What to do - Two lines in the data below mark the range: the one with "async fn resolve(&self, reference: &MediaReference)" and the one with "use axum::Router;". Return both, along with every line between them, exactly.

Provided records -
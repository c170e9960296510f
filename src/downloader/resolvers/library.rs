// Library resolver - in-process extraction, then a direct fetch

use async_trait::async_trait;
use rusty_ytdl::{choose_format, Video, VideoOptions, VideoQuality, VideoSearchOptions};
use std::sync::Arc;
use tokio::time::timeout;
use tracing::debug;

use crate::downloader::commit::fetch_committed;
use crate::downloader::errors::DownloadError;
use crate::downloader::models::{CommittedStream, MediaReference, ResolverOutcome};
use crate::downloader::traits::{Resolver, ResolverConfig};

/// Best audio-only track found by an extraction library: a temporary
/// upstream URL, fetched next with browser headers.
#[derive(Debug, Clone)]
pub struct LocatedTrack {
    pub url: String,
    pub content_type: Option<String>,
}

#[async_trait]
pub trait TrackLocator: Send + Sync {
    async fn locate(&self, video_id: &str) -> Result<LocatedTrack, DownloadError>;
}

/// `rusty_ytdl` backed locator.
pub struct RustyYtdlLocator;

impl RustyYtdlLocator {
    fn options() -> VideoOptions {
        VideoOptions {
            quality: VideoQuality::HighestAudio,
            filter: VideoSearchOptions::Audio,
            ..Default::default()
        }
    }
}

#[async_trait]
impl TrackLocator for RustyYtdlLocator {
    async fn locate(&self, video_id: &str) -> Result<LocatedTrack, DownloadError> {
        let video = Video::new_with_options(video_id, Self::options())
            .map_err(|e| DownloadError::InvalidReference(e.to_string()))?;
        let info = video
            .get_info()
            .await
            .map_err(|e| DownloadError::from(e.to_string()))?;

        let format = choose_format(&info.formats, &Self::options())
            .map_err(|e| DownloadError::ParseError(format!("No audio format: {}", e)))?;

        debug!(
            video_id,
            title = %info.video_details.title,
            mime = %format.mime_type.mime,
            "library located audio track"
        );

        Ok(LocatedTrack {
            content_type: Some(format.mime_type.mime.to_string()),
            url: format.url,
        })
    }
}

pub struct LibraryResolver {
    locator: Arc<dyn TrackLocator>,
    client: reqwest::Client,
    config: ResolverConfig,
}

impl LibraryResolver {
    pub const LABEL: &'static str = "library";

    pub fn new(locator: Arc<dyn TrackLocator>, client: reqwest::Client, config: ResolverConfig) -> Self {
        Self {
            locator,
            client,
            config,
        }
    }

    pub fn with_rusty_ytdl(client: reqwest::Client, config: ResolverConfig) -> Self {
        Self::new(Arc::new(RustyYtdlLocator), client, config)
    }

    async fn try_resolve(&self, video_id: &str) -> Result<CommittedStream, DownloadError> {
        let located = timeout(self.config.request_timeout, self.locator.locate(video_id))
            .await
            .map_err(|_| {
                DownloadError::NetworkTimeout(format!(
                    "track lookup exceeded {}s",
                    self.config.request_timeout.as_secs()
                ))
            })??;

        let mut committed = fetch_committed(&self.client, &self.config, &located.url, Self::LABEL).await?;
        // the library knows the codec better than a CDN header
        if located.content_type.is_some() {
            committed.content_type = located.content_type;
        }
        Ok(committed)
    }
}

#[async_trait]
impl Resolver for LibraryResolver {
    fn name(&self) -> &'static str {
        Self::LABEL
    }

    async fn resolve(&self, reference: &MediaReference) -> ResolverOutcome {
        let Some(video_id) = reference.video_id() else {
            return ResolverOutcome::failed(
                Self::LABEL,
                DownloadError::InvalidReference(format!("{} is not a platform video id", reference)),
            );
        };

        match self.try_resolve(&video_id).await {
            Ok(committed) => ResolverOutcome::Committed(committed),
            Err(e) => ResolverOutcome::failed(Self::LABEL, e),
        }
    }
}

#[cfg(test)]
mod tests {
    use super::*;
    use crate::downloader::test_support::serve;
    use axum::body::Body;
    use axum::http::{header, HeaderMap, StatusCode};
    use axum::routing::get;
    use axum::Router;
    use bytes::Bytes;
    use futures::stream::{self, StreamExt};
    use std::io;
    use std::sync::atomic::{AtomicUsize, Ordering};

    enum Plan {
        Url(String),
        Error,
    }

    struct FakeLocator {
        plan: Plan,
        calls: AtomicUsize,
    }

    impl FakeLocator {
        fn new(plan: Plan) -> Arc<Self> {
            Arc::new(Self {
                plan,
                calls: AtomicUsize::new(0),
            })
        }
    }

    #[async_trait]
    impl TrackLocator for FakeLocator {
        async fn locate(&self, _video_id: &str) -> Result<LocatedTrack, DownloadError> {
            self.calls.fetch_add(1, Ordering::SeqCst);
            match &self.plan {
                Plan::Url(url) => Ok(LocatedTrack {
                    url: url.clone(),
                    content_type: None,
                }),
                Plan::Error => Err(DownloadError::from("Video unavailable".to_string())),
            }
        }
    }

    fn resolver(locator: Arc<FakeLocator>) -> LibraryResolver {
        let config = ResolverConfig::default();
        let client = reqwest::Client::new();
        LibraryResolver::new(locator, client, config)
    }

    async fn audio_upstream() -> String {
        let app = Router::new()
            .route(
                "/track",
                get(|headers: HeaderMap| async move {
                    // reject anything that does not look like a browser
                    let referer_ok = headers
                        .get(header::REFERER)
                        .is_some_and(|v| v == "https://www.youtube.com/");
                    let ua_ok = headers
                        .get(header::USER_AGENT)
                        .and_then(|v| v.to_str().ok())
                        .is_some_and(|ua| ua.starts_with("Mozilla/5.0"));
                    if referer_ok && ua_ok {
                        Ok(([(header::CONTENT_TYPE, "audio/webm")], "webm-bytes"))
                    } else {
                        Err(StatusCode::FORBIDDEN)
                    }
                }),
            )
            .route("/gone", get(|| async { StatusCode::NOT_FOUND }))
            // 200, chunked, zero bytes
            .route(
                "/hollow",
                get(|| async {
                    (
                        [(header::CONTENT_TYPE, "audio/webm")],
                        Body::from_stream(stream::iter(Vec::<io::Result<Bytes>>::new())),
                    )
                }),
            );
        serve(app).await
    }

    fn reference() -> MediaReference {
        MediaReference::parse("https://youtu.be/dQw4w9WgXcQ").unwrap()
    }

    #[tokio::test]
    async fn test_non_platform_reference_skips_lookup() {
        let locator = FakeLocator::new(Plan::Error);
        let r = resolver(locator.clone());

        let outcome = r.resolve(&MediaReference::parse("abc123XYZ_").unwrap()).await;
        assert!(matches!(outcome, ResolverOutcome::Failed { source_label: "library", .. }));
        assert_eq!(locator.calls.load(Ordering::SeqCst), 0);
    }

    #[tokio::test]
    async fn test_url_track_commits_with_browser_headers() {
        let base = audio_upstream().await;
        let r = resolver(FakeLocator::new(Plan::Url(format!("{}/track", base))));

        let committed = r.resolve(&reference()).await.into_result().unwrap();
        assert_eq!(committed.content_type(), "audio/webm");
        let body: Vec<u8> = committed.source.map(|c| c.unwrap().to_vec()).concat().await;
        assert_eq!(body, b"webm-bytes".to_vec());
    }

    #[tokio::test]
    async fn test_non_2xx_fetch_fails() {
        let base = audio_upstream().await;
        let r = resolver(FakeLocator::new(Plan::Url(format!("{}/gone", base))));

        match r.resolve(&reference()).await {
            ResolverOutcome::Failed { reason, .. } => {
                assert!(matches!(reason, DownloadError::HttpStatus { status: 404, .. }))
            }
            other => panic!("expected failure, got {:?}", other),
        }
    }

    #[tokio::test]
    async fn test_empty_chunked_body_fails() {
        let base = audio_upstream().await;
        let r = resolver(FakeLocator::new(Plan::Url(format!("{}/hollow", base))));

        match r.resolve(&reference()).await {
            ResolverOutcome::Failed { source_label, reason } => {
                assert_eq!(source_label, "library");
                assert!(matches!(reason, DownloadError::NoOutput(_)));
            }
            other => panic!("expected failure, got {:?}", other),
        }
    }

    #[tokio::test]
    async fn test_library_content_type_wins_over_upstream_header() {
        struct TypedLocator(String);

        #[async_trait]
        impl TrackLocator for TypedLocator {
            async fn locate(&self, _video_id: &str) -> Result<LocatedTrack, DownloadError> {
                Ok(LocatedTrack {
                    url: self.0.clone(),
                    content_type: Some("audio/mp4".into()),
                })
            }
        }

        let base = audio_upstream().await;
        let r = LibraryResolver::new(
            Arc::new(TypedLocator(format!("{}/track", base))),
            reqwest::Client::new(),
            ResolverConfig::default(),
        );
        let committed = r.resolve(&reference()).await.into_result().unwrap();
        assert_eq!(committed.content_type(), "audio/mp4");
    }

    #[tokio::test]
    async fn test_lookup_error_fails() {
        let r = resolver(FakeLocator::new(Plan::Error));
        let outcome = r.resolve(&reference()).await;
        assert!(!outcome.is_committed());
    }
}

Response -
    async fn resolve(&self, reference: &MediaReference) -> ResolverOutcome {
        let Some(video_id) = reference.video_id() else {
            return ResolverOutcome::failed(
                Self::LABEL,
                DownloadError::InvalidReference(format!("{} is not a platform video id", reference)),
            );
        };

        match self.try_resolve(&video_id).await {
            Ok(committed) => ResolverOutcome::Committed(committed),
            Err(e) => ResolverOutcome::failed(Self::LABEL, e),
        }
    }
}

#[cfg(test)]
mod tests {
    use super::*;
    use crate::downloader::test_support::serve;
    use axum::body::Body;
    use axum::http::{header, HeaderMap, StatusCode};
    use axum::routing::get;
    use axum::Router;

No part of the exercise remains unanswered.